97.3.27 春休みでふだんいかない場所に行ってみると、あちこちでさらに景色が変わっているところと出会う。長い間、撤去されずにいたものがなくなって、まったく別な空間ができあがっているのだ。
 
 三宮の交通センタービルは、二階部分から上が取り除かれ、残った一階部分の上に、新しい階を積み重ねるという、めずらしい工事をしている。箱の上に箱をのせていくようにしか見えず、なんだか気色の悪い建て方だ。

97.3.29 村上春樹の「アンダーグラウンド」という地下鉄サリン(震災から二ヶ月後、95年3月20日)についてのノンフィクションに、聖路加病院の精神科医が語っているところがある。

「私は震災が起こったあとで、たぶん被災者が全国に避難されるだろうから、震災のPTSDに関する受け皿を作ってほしいということで、厚生省に頼みに行ったことがあるんです。でもうまくいきませんでした。厚生省はPTSDの方のケアの態勢づくりにまだ取り組んでいません。
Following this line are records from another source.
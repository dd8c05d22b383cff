//! Reads datasets from a csv format: a header row with dimension names followed by rows of
//! numeric values.

#[cfg(test)]
#[path = "../../tests/unit/extensions/dataset_test.rs"]
mod dataset_test;

use somkit::dataset::VectorDataset;
use somkit::utils::{Float, GenericResult};
use std::io::{BufReader, Read};

/// Reads a dataset from csv. Every column is a dimension, the header row gives its name.
pub fn read_csv_dataset<R: Read>(reader: BufReader<R>) -> GenericResult<VectorDataset> {
    let mut reader = csv::ReaderBuilder::new().has_headers(true).trim(csv::Trim::All).from_reader(reader);

    let names = reader
        .headers()
        .map_err(|err| format!("cannot read csv header: {err}"))?
        .iter()
        .map(|name| name.to_string())
        .collect::<Vec<_>>();

    if names.is_empty() || names.iter().any(|name| name.is_empty()) {
        return Err("csv header must contain non-empty column names".into());
    }

    let items = reader
        .records()
        .enumerate()
        .map(|(idx, record)| {
            // NOTE header is the first line
            let line = idx + 2;
            let record = record.map_err(|err| format!("cannot read csv line {line}: {err}"))?;

            if record.len() != names.len() {
                return Err(format!("line {line}: expected {} values, got {}", names.len(), record.len()));
            }

            record
                .iter()
                .zip(names.iter())
                .map(|(value, name)| {
                    value
                        .parse::<Float>()
                        .map_err(|err| format!("line {line}: cannot parse '{name}' value '{value}': {err}"))
                        .and_then(|parsed| {
                            if parsed.is_finite() {
                                Ok(parsed)
                            } else {
                                Err(format!("line {line}: '{name}' value '{value}' is not a finite number"))
                            }
                        })
                })
                .collect::<Result<Vec<_>, _>>()
        })
        .collect::<Result<Vec<_>, _>>()?;

    VectorDataset::new(names, items)
}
「サリンの被害者を見ている精神科の医者は私以外あまりいないようです。(略)聖路加病院では、病院内部でほかの部署から患者が精神科にまわってくるルートみたいなものがあったんです。でもほかの総合病院ではそういったルートができていないのかもしれません。(略)

「聖路加病院の場合は阪神大震災以来、我々精神科医、ナース、臨床心理士がPTSDについてのひとつのグループを持っていて、それまでかなり動いていたんです。ですから、今回の事件(地下鉄サリン事件)をアクティブに受けとめようという姿勢が最初からありました。
 
 PTSDは心的外傷後ストレス障害のこと。

 いろいろな部署がいかに有機的に連携して緊急事態にあたるべきかということについて、(当たり前のことだが、当たり前のことができていない現実を目にすることが多すぎる)考えさせられる文章だった。